Defending free speech and free press rights, which typically means defending the right to disseminate the very ideas society finds most repellent, has been one of my principal passions for the last 20 years: previously as a lawyer and now as a journalist . So I consider it positive when large numbers of people loudly invoke this principle, as has been happening over the last 48 hours in response to the horrific attack on Charlie Hebdo in Paris.
Usually, defending free speech rights is much more of a lonely task. For instance, the day before the Paris murders, I wrote an article about multiple cases where Muslims are being prosecuted and even imprisoned by western governments for their online political speech - assaults that have provoked relatively little protest, including from those free speech champions who have been so vocal this week.
I've previously covered cases where Muslims were imprisoned for many years in the U.S. for things like translating and posting "extremist" videos to the internet, writing scholarly articles in defense of Palestinian groups and expressing harsh criticism of Israel , and even including a Hezbollah channel in a cable package. That's all well beyond the numerous cases of jobs being lost or careers destroyed for expressing criticism of Israel or (much more dangerously and rarely) Judaism. I'm hoping this week's celebration of free speech values will generate widespread opposition to all of these long-standing and growing infringements of core political rights in the west, not just some.

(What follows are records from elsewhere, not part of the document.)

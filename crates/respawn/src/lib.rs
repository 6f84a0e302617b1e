//! Self-relaunching daemonisation for Unix processes.
//!
//! A process calls [`daemonize`] early in `main`. The first invocation (the
//! "original caller") reconstructs its own command line, spawns a copy of
//! itself with a sentinel environment entry, and exits. The copy recognises
//! the sentinel, detaches from the controlling terminal with `setsid`,
//! redirects its standard streams, records its pid, and returns control to
//! the caller's program logic, which now runs as the daemon.
//!
//! The [`probe`] module reads the recorded pid to answer `status` and `stop`
//! requests with LSB-style exit codes, and [`execute`] wires both halves into
//! a `start|stop|status` front end.
//!
//! Operating system primitives sit behind the [`ProcessOps`] trait so the
//! launcher state machine can be driven against fakes.

pub mod argv;
mod command;
pub mod launcher;
mod ops;
mod pidfile;
pub mod probe;
pub mod sentinel;
mod status;
pub mod telemetry;

#[cfg(test)]
mod test_support;

pub use argv::{ArgvError, ArgvStrategy, HostOs, RuntimeKind, RuntimeReport};
pub use command::{CommandError, CommandOutcome, DaemonCommand, execute};
pub use launcher::{LaunchError, LaunchState, Launcher, daemonize, relaunch};
pub use ops::{ProcessOps, SpawnRequest, StdStream, SystemProcessOps};
pub use pidfile::PidFileError;
pub use probe::{
    ProbeError, ProbeReport, check_status, check_status_with, status_report, status_report_with,
    stop, stop_report, stop_report_with, stop_with,
};
pub use respawn_config::{DaemonConfig, LogFormat, StopSignal, TelemetryConfig};
pub use status::{DaemonStatusCode, Relaunch};
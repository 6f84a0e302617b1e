//! The relaunch protocol as an explicit state machine.
//!
//! ```text
//! Undetermined --(no sentinel)--> Spawning  --spawn-->  Terminal(Parent(child))
//!              \-(sentinel)-----> Detaching --detach--> Terminal(Child(own))
//! ```
//!
//! The sentinel is consulted exactly once, on leaving `Undetermined`. Each
//! call to [`Launcher::step`] performs one transition so the sequence can be
//! observed and driven against fake [`ProcessOps`].

mod errors;

use std::ffi::OsString;
use std::fs::{File, OpenOptions};
use std::path::{Path, PathBuf};

use respawn_config::DaemonConfig;
use tracing::{debug, info};

use crate::argv::{ArgvStrategy, HostOs, RuntimeReport, build_argv};
use crate::ops::{ProcessOps, SpawnRequest, StdStream, SystemProcessOps};
use crate::pidfile::write_pid;
use crate::sentinel::{SENTINEL_KEY, is_marker, sentinel_entry};
use crate::status::Relaunch;

pub use errors::LaunchError;

pub(crate) const LAUNCH_TARGET: &str = concat!(env!("CARGO_PKG_NAME"), "::launcher");

/// Position of a [`Launcher`] in the relaunch protocol.
#[derive(Debug, Clone, Copy, PartialEq, Eq)]
pub enum LaunchState {
    /// The sentinel has not been consulted yet.
    Undetermined,
    /// This is the original caller; the next step spawns the daemon.
    Spawning,
    /// This is the relaunched instance; the next step detaches it.
    Detaching,
    /// The protocol finished with the given outcome.
    Terminal(Relaunch),
}

/// Drives one relaunch attempt.
#[derive(Debug)]
pub struct Launcher<'a, O> {
    config: &'a DaemonConfig,
    ops: O,
    host: HostOs,
    runtime: Option<RuntimeReport>,
    state: LaunchState,
}

impl<'a, O: ProcessOps> Launcher<'a, O> {
    /// Prepares a launcher for the host this binary was built for.
    #[must_use]
    pub fn new(config: &'a DaemonConfig, ops: O) -> Self {
        Self {
            config,
            ops,
            host: HostOs::detect(),
            runtime: None,
            state: LaunchState::Undetermined,
        }
    }

    /// Overrides host detection when choosing an argv strategy.
    #[must_use]
    pub fn with_host(self, host: HostOs) -> Self {
        Self { host, ..self }
    }

    /// Rebuilds the command line from `report` instead of the host strategy.
    ///
    /// An explicit argv in the configuration still takes precedence.
    #[must_use]
    pub fn with_runtime_report(self, report: RuntimeReport) -> Self {
        Self {
            runtime: Some(report),
            ..self
        }
    }

    /// Current protocol state.
    #[must_use]
    pub const fn state(&self) -> &LaunchState {
        &self.state
    }

    /// Performs a single transition and returns the state reached.
    ///
    /// Calling `step` in [`LaunchState::Terminal`] has no effect. A failed
    /// transition leaves the state unchanged.
    pub fn step(&mut self) -> Result<&LaunchState, LaunchError> {
        self.state = match self.state {
            LaunchState::Undetermined => self.determine_role(),
            LaunchState::Spawning => LaunchState::Terminal(Relaunch::Parent(self.spawn_child()?)),
            LaunchState::Detaching => LaunchState::Terminal(Relaunch::Child(self.detach()?)),
            terminal @ LaunchState::Terminal(_) => terminal,
        };
        Ok(&self.state)
    }

    /// Steps until the protocol terminates.
    pub fn run(mut self) -> Result<Relaunch, LaunchError> {
        loop {
            if let LaunchState::Terminal(outcome) = *self.step()? {
                return Ok(outcome);
            }
        }
    }

    fn determine_role(&self) -> LaunchState {
        if is_marker(self.ops.var_os(SENTINEL_KEY).as_deref()) {
            debug!(target: LAUNCH_TARGET, "sentinel present; detaching");
            LaunchState::Detaching
        } else {
            debug!(target: LAUNCH_TARGET, "sentinel absent; spawning daemon");
            LaunchState::Spawning
        }
    }

    fn spawn_child(&self) -> Result<u32, LaunchError> {
        let strategy = ArgvStrategy::select(
            self.config.argv(),
            self.runtime.clone(),
            self.host,
            self.ops.pid(),
        )?;
        let argv = build_argv(self.config, &strategy)?;
        let request = SpawnRequest {
            program: argv.first().cloned().unwrap_or_default(),
            env: self.child_environment(),
            argv,
        };
        debug!(
            target: LAUNCH_TARGET,
            strategy = strategy.name(),
            argv = ?request.argv,
            "spawning daemon"
        );
        let child = self
            .ops
            .spawn(&request)
            .map_err(|source| LaunchError::SpawnFailed {
                program: PathBuf::from(&request.program),
                source,
            })?;
        info!(target: LAUNCH_TARGET, child, "daemon spawned");
        Ok(child)
    }

    fn child_environment(&self) -> Vec<(OsString, OsString)> {
        let mut env: Vec<_> = self
            .ops
            .vars_os()
            .into_iter()
            .filter(|(key, _)| key != SENTINEL_KEY)
            .collect();
        env.push(sentinel_entry());
        env
    }

    fn detach(&self) -> Result<u32, LaunchError> {
        self.ops
            .create_session()
            .map_err(|source| LaunchError::Detach { source })?;
        self.redirect(StdStream::Stdout, self.config.stdout())?;
        self.redirect(StdStream::Stderr, self.config.stderr())?;

        let pid = self.ops.pid();
        if let Some(path) = self.config.pid_file() {
            write_pid(path, pid).map_err(|source| LaunchError::PidWrite {
                path: path.to_path_buf(),
                source,
            })?;
            debug!(target: LAUNCH_TARGET, pid, file = %path.display(), "pid file written");
        }
        info!(target: LAUNCH_TARGET, pid, "daemon detached");
        Ok(pid)
    }

    fn redirect(&self, stream: StdStream, path: &Path) -> Result<(), LaunchError> {
        let to_error = |source| LaunchError::Redirect {
            path: path.to_path_buf(),
            source,
        };
        let sink = open_append(path).map_err(to_error)?;
        self.ops.redirect(stream, &sink).map_err(to_error)
    }
}

fn open_append(path: &Path) -> std::io::Result<File> {
    OpenOptions::new().create(true).append(true).open(path)
}

/// Runs the relaunch protocol against the real operating system.
pub fn relaunch(config: &DaemonConfig) -> Result<Relaunch, LaunchError> {
    Launcher::new(config, SystemProcessOps::new()).run()
}

/// Turns the calling process into a detached daemon.
///
/// In the original caller this spawns the daemon and exits with status 0; it
/// returns only in the detached instance, yielding the daemon's own pid.
pub fn daemonize(config: &DaemonConfig) -> Result<u32, LaunchError> {
    match relaunch(config)? {
        Relaunch::Child(pid) => Ok(pid),
        Relaunch::Parent(child) => {
            info!(target: LAUNCH_TARGET, child, "original caller exiting");
            std::process::exit(0)
        }
    }
}
//! Reconstruction of the command line that started the current process.
//!
//! The relaunched daemon must run with the same invocation as its parent. A
//! caller that still holds its original `argv` should pass it through
//! [`respawn_config::DaemonConfig::with_argv`]; otherwise the command line is
//! recovered from the operating system:
//! - [`proc_table`] reads the NUL-separated `/proc/<pid>/cmdline` on Linux.
//! - [`sysctl`] queries `KERN_PROCARGS2` on macOS.
//! - [`runtime`] rebuilds an approximation from what the hosting runtime
//!   reports about itself, for every other platform.

pub mod proc_table;
mod runtime;
pub mod sysctl;

use std::env;
use std::ffi::OsString;
use std::io;
use std::path::PathBuf;

use respawn_config::DaemonConfig;
use thiserror::Error;

pub use runtime::{
    ARCHIVE_SUFFIX, ESCAPED_SPACE, FLAG_PREFIX, RuntimeKind, RuntimeReport, rejoin_flags,
};

/// Errors raised while reconstructing a command line.
#[derive(Debug, Error)]
pub enum ArgvError {
    /// No inference strategy is available and no argv was supplied.
    #[error("cannot infer the command line on {os}; supply the original argv explicitly")]
    UnsupportedPlatform {
        /// Host operating system identifier.
        os: &'static str,
    },
    /// Reading the process table entry failed.
    #[error("failed to read process table entry '{path}': {source}")]
    ReadProcTable {
        /// Pseudo-file that could not be read.
        path: PathBuf,
        /// Underlying IO error.
        #[source]
        source: io::Error,
    },
    /// The kernel argument query reported a failure.
    #[error("kernel process argument query failed: {source}")]
    Sysctl {
        /// Underlying OS error.
        #[source]
        source: io::Error,
    },
    /// The kernel argument buffer did not follow the expected layout.
    #[error("malformed process argument buffer: {reason}")]
    MalformedProcArgs {
        /// What was wrong with the buffer.
        reason: &'static str,
    },
    /// The running executable could not be located.
    #[error("failed to locate the running executable: {source}")]
    CurrentExe {
        /// Underlying IO error.
        #[source]
        source: io::Error,
    },
    /// The reconstructed command line had no program token.
    #[error("reconstructed command line is empty")]
    EmptyCommandLine,
}

/// Operating system families with distinct inference strategies.
#[derive(Debug, Clone, Copy, PartialEq, Eq)]
pub enum HostOs {
    /// Process table exposed through procfs.
    Linux,
    /// Process arguments exposed through `sysctl`.
    MacOs,
    /// Anything else; only the runtime heuristic applies.
    Other,
}

impl HostOs {
    /// Identifies the operating system this binary was built for.
    #[must_use]
    pub fn detect() -> Self {
        Self::from_os_name(env::consts::OS)
    }

    /// Maps a [`std::env::consts::OS`] identifier onto a host family.
    #[must_use]
    pub fn from_os_name(name: &str) -> Self {
        match name {
            "linux" => Self::Linux,
            "macos" => Self::MacOs,
            _ => Self::Other,
        }
    }
}

/// Source of the reconstructed command line.
#[derive(Debug, Clone, PartialEq, Eq)]
pub enum ArgvStrategy {
    /// Tokens supplied by the caller, returned verbatim.
    Explicit(Vec<OsString>),
    /// NUL-separated tokens read from a procfs `cmdline` file.
    ProcTable {
        /// Pseudo-file holding the command line.
        path: PathBuf,
    },
    /// Tokens returned by the `KERN_PROCARGS2` kernel query.
    SysctlQuery {
        /// Process whose arguments are queried.
        pid: u32,
    },
    /// Best-effort rebuild from the hosting runtime's self-description.
    RuntimeHeuristic(RuntimeReport),
}

impl ArgvStrategy {
    /// Chooses a strategy for process `pid`.
    ///
    /// An explicit argv always wins, then a caller-supplied runtime report,
    /// then the strategy native to `host`. On hosts without a native strategy
    /// the running executable is described with [`RuntimeReport::native`].
    pub fn select(
        explicit: Option<&[OsString]>,
        runtime: Option<RuntimeReport>,
        host: HostOs,
        pid: u32,
    ) -> Result<Self, ArgvError> {
        if let Some(argv) = explicit {
            return Ok(Self::Explicit(argv.to_vec()));
        }
        if let Some(report) = runtime {
            return Ok(Self::RuntimeHeuristic(report));
        }
        match host {
            HostOs::Linux => Ok(Self::ProcTable {
                path: proc_table::cmdline_path(pid),
            }),
            HostOs::MacOs => Ok(Self::SysctlQuery { pid }),
            HostOs::Other => RuntimeReport::native().map(Self::RuntimeHeuristic),
        }
    }

    /// Produces the command line tokens, program path first.
    pub fn reconstruct(&self) -> Result<Vec<OsString>, ArgvError> {
        match self {
            Self::Explicit(argv) => Ok(argv.clone()),
            Self::ProcTable { path } => proc_table::read(path),
            Self::SysctlQuery { pid } => sysctl::query(*pid),
            Self::RuntimeHeuristic(report) => Ok(report.reconstruct()),
        }
    }

    /// Short name used in log events.
    #[must_use]
    pub const fn name(&self) -> &'static str {
        match self {
            Self::Explicit(_) => "explicit",
            Self::ProcTable { .. } => "proc_table",
            Self::SysctlQuery { .. } => "sysctl",
            Self::RuntimeHeuristic(_) => "runtime_heuristic",
        }
    }
}

/// Reconstructs the command line and splices in the configured extras.
pub fn build_argv(
    config: &DaemonConfig,
    strategy: &ArgvStrategy,
) -> Result<Vec<OsString>, ArgvError> {
    let argv = strategy.reconstruct()?;
    if argv.is_empty() {
        return Err(ArgvError::EmptyCommandLine);
    }
    Ok(splice_extra_args(
        argv,
        config.extra_runtime_args(),
        config.extra_program_args(),
    ))
}

/// Inserts `runtime_args` after the program path and appends `program_args`.
#[must_use]
pub fn splice_extra_args(
    argv: Vec<OsString>,
    runtime_args: &[OsString],
    program_args: &[OsString],
) -> Vec<OsString> {
    let mut tokens = argv.into_iter();
    let mut spliced = Vec::with_capacity(tokens.len() + runtime_args.len() + program_args.len());
    spliced.extend(tokens.next());
    spliced.extend(runtime_args.iter().cloned());
    spliced.extend(tokens);
    spliced.extend(program_args.iter().cloned());
    spliced
}
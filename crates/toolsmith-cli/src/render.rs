use std::io::{IsTerminal, Write};
use std::sync::Mutex;
use std::time::{Duration, Instant};

use anstyle::{AnsiColor, Effects, Style};
use indicatif::{HumanCount, ProgressBar, ProgressStyle};
use tracing_subscriber::fmt::MakeWriter;

/// The bar currently drawn on stderr, if any.
static ACTIVE_PROGRESS: Mutex<Option<ProgressBar>> = Mutex::new(None);

#[derive(Copy, Clone, Debug, Eq, PartialEq)]
pub(crate) enum OutputStyle {
    Plain,
    Rich,
}

#[derive(Copy, Clone, Debug)]
pub(crate) struct TerminalRenderer {
    style: OutputStyle,
}

pub(crate) struct TerminalProgress {
    style: OutputStyle,
    label: String,
    total: u64,
    current: u64,
    progress_bar: Option<ProgressBar>,
    started_at: Instant,
}

impl TerminalRenderer {
    pub(crate) fn from_style(style: OutputStyle) -> Self {
        Self { style }
    }

    pub(crate) fn style(self) -> OutputStyle {
        self.style
    }

    pub(crate) fn print_status(self, status: &str, message: &str) {
        println!("{}", render_status_line(self.style, status, message));
    }

    pub(crate) fn print_section(self, title: &str) {
        if self.style == OutputStyle::Plain {
            return;
        }
        println!();
        println!("{}", colorize(section_style(), &format!("== {title} ==")));
    }

    pub(crate) fn print_lines(self, lines: &[String]) {
        for line in lines {
            println!("{line}");
        }
    }

    pub(crate) fn start_progress(self, label: &str, total: u64) -> TerminalProgress {
        let progress_bar = if self.style == OutputStyle::Rich {
            let progress_bar = ProgressBar::new(total.max(1));
            if let Ok(style) = ProgressStyle::with_template(
                "{spinner:.cyan.bold} {msg:<12} [{bar:20.cyan/blue}] {pos:>3}/{len:3} {elapsed_precise}",
            ) {
                progress_bar.set_style(style.tick_chars(".oO@* ").progress_chars("=>-"));
            }
            progress_bar.set_message(label.to_string());
            progress_bar.enable_steady_tick(Duration::from_millis(80));
            set_active_progress(Some(progress_bar.clone()));
            Some(progress_bar)
        } else {
            None
        };

        TerminalProgress {
            style: self.style,
            label: label.to_string(),
            total,
            current: 0,
            progress_bar,
            started_at: Instant::now(),
        }
    }
}

impl TerminalProgress {
    /// Prints `line` above the bar so it is not overdrawn.
    pub(crate) fn println(&self, line: String) {
        match &self.progress_bar {
            Some(progress_bar) => progress_bar.println(line),
            None => println!("{line}"),
        }
    }

    pub(crate) fn advance(&mut self) {
        self.current = (self.current + 1).min(self.total);
        if let Some(progress_bar) = &self.progress_bar {
            progress_bar.set_position(self.current);
        }
    }

    pub(crate) fn finish(mut self) {
        let Some(progress_bar) = self.progress_bar.take() else {
            return;
        };
        progress_bar.finish_and_clear();
        if let Some(line) = render_progress_line(
            self.style,
            &self.label,
            self.current,
            self.total,
            Some(self.started_at.elapsed()),
        ) {
            println!("{line}");
        }
    }
}

impl Drop for TerminalProgress {
    fn drop(&mut self) {
        if self.style == OutputStyle::Rich {
            set_active_progress(None);
        }
    }
}

fn set_active_progress(progress_bar: Option<ProgressBar>) {
    if let Ok(mut active) = ACTIVE_PROGRESS.lock() {
        *active = progress_bar;
    }
}

pub(crate) fn active_progress() -> Option<ProgressBar> {
    ACTIVE_PROGRESS.lock().ok().and_then(|active| active.clone())
}

/// Stderr writer for the log layer that hides the progress bar while a line
/// is written.
#[derive(Debug, Clone, Copy, Default)]
pub(crate) struct ProgressAwareStderr;

impl<'a> MakeWriter<'a> for ProgressAwareStderr {
    type Writer = SuspendingWriter;

    fn make_writer(&'a self) -> Self::Writer {
        SuspendingWriter { buffer: Vec::new() }
    }
}

/// Buffers one formatted event and emits it on drop.
pub(crate) struct SuspendingWriter {
    buffer: Vec<u8>,
}

impl Write for SuspendingWriter {
    fn write(&mut self, buf: &[u8]) -> std::io::Result<usize> {
        self.buffer.extend_from_slice(buf);
        Ok(buf.len())
    }

    fn flush(&mut self) -> std::io::Result<()> {
        Ok(())
    }
}

impl Drop for SuspendingWriter {
    fn drop(&mut self) {
        if self.buffer.is_empty() {
            return;
        }
        let buffer = std::mem::take(&mut self.buffer);
        let emit = || {
            let _ = std::io::stderr().lock().write_all(&buffer);
        };
        match active_progress() {
            Some(progress_bar) => progress_bar.suspend(emit),
            None => emit(),
        }
    }
}

pub(crate) fn current_output_style(force_plain: bool) -> OutputStyle {
    if force_plain {
        return OutputStyle::Plain;
    }
    resolve_output_style(std::io::stdout().is_terminal())
}

pub(crate) fn resolve_output_style(stdout_is_tty: bool) -> OutputStyle {
    if stdout_is_tty {
        OutputStyle::Rich
    } else {
        OutputStyle::Plain
    }
}

pub(crate) fn render_status_line(style: OutputStyle, status: &str, message: &str) -> String {
    match style {
        OutputStyle::Plain => match status {
            "warn" => format!("warning: {message}"),
            "error" => format!("error: {message}"),
            _ => message.to_string(),
        },
        OutputStyle::Rich => {
            let (badge, badge_style) = match status {
                "ok" => ("[OK]", ok_style()),
                "warn" => ("[WARN]", warn_style()),
                "error" => ("[ERR]", error_style()),
                _ => ("[..]", step_style()),
            };
            if std::env::var_os("NO_COLOR").is_some() || !std::io::stdout().is_terminal() {
                format!("{badge} {message}")
            } else {
                format!("{} {message}", colorize(badge_style, badge))
            }
        }
    }
}

fn format_elapsed(elapsed: Duration) -> String {
    let secs = elapsed.as_secs();
    let millis = elapsed.subsec_millis();
    format!("{secs}.{millis:03}s")
}

fn ok_style() -> Style {
    Style::new()
        .fg_color(Some(AnsiColor::BrightGreen.into()))
        .effects(Effects::BOLD)
}

fn warn_style() -> Style {
    Style::new()
        .fg_color(Some(AnsiColor::BrightYellow.into()))
        .effects(Effects::BOLD)
}

fn error_style() -> Style {
    Style::new()
        .fg_color(Some(AnsiColor::BrightRed.into()))
        .effects(Effects::BOLD)
}

fn step_style() -> Style {
    Style::new().fg_color(Some(AnsiColor::BrightBlack.into()))
}

fn section_style() -> Style {
    Style::new()
        .fg_color(Some(AnsiColor::BrightBlue.into()))
        .effects(Effects::BOLD)
}

fn progress_label_style() -> Style {
    Style::new()
        .fg_color(Some(AnsiColor::BrightCyan.into()))
        .effects(Effects::BOLD)
}

fn colorize(style: Style, text: &str) -> String {
    format!("{}{}{}", style.render(), text, style.render_reset())
}

pub(crate) fn render_progress_line(
    style: OutputStyle,
    label: &str,
    current: u64,
    total: u64,
    elapsed: Option<Duration>,
) -> Option<String> {
    if style == OutputStyle::Plain {
        return None;
    }

    let width = 18_usize;
    let safe_total = total.max(1);
    let bounded_current = current.min(safe_total);
    let filled = ((bounded_current as usize) * width) / (safe_total as usize);
    let bar = format!(
        "{}{}",
        "=".repeat(filled),
        "-".repeat(width.saturating_sub(filled))
    );
    let percent = (bounded_current * 100) / safe_total;
    let counts = format!("{}/{}", HumanCount(current), HumanCount(total));
    let suffix = elapsed
        .map(|value| format!(" complete in {}", format_elapsed(value)))
        .unwrap_or_default();

    Some(format!(
        "{} [{bar}] {percent:>3}% {counts}{suffix}",
        colorize(progress_label_style(), label),
    ))
}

Central to free speech activism has always been the distinction between defending the right to disseminate Idea X and agreeing with Idea X, one which only the most simple-minded among us are incapable of comprehending. One defends the right to express repellent ideas while being able to condemn the idea itself. There is no remote contradiction in that: the ACLU vigorously defends the right of neo-Nazis to march through a community filled with Holocaust survivors in Skokie, Illinois, but does not join the march; they instead vocally condemn the targeted ideas as grotesque while defending the right to express them. But this week's defense of free speech rights was so spirited that it gave rise to a brand new principle: to defend free speech, one not only defends the right to disseminate the speech, but embraces the content of the speech itself.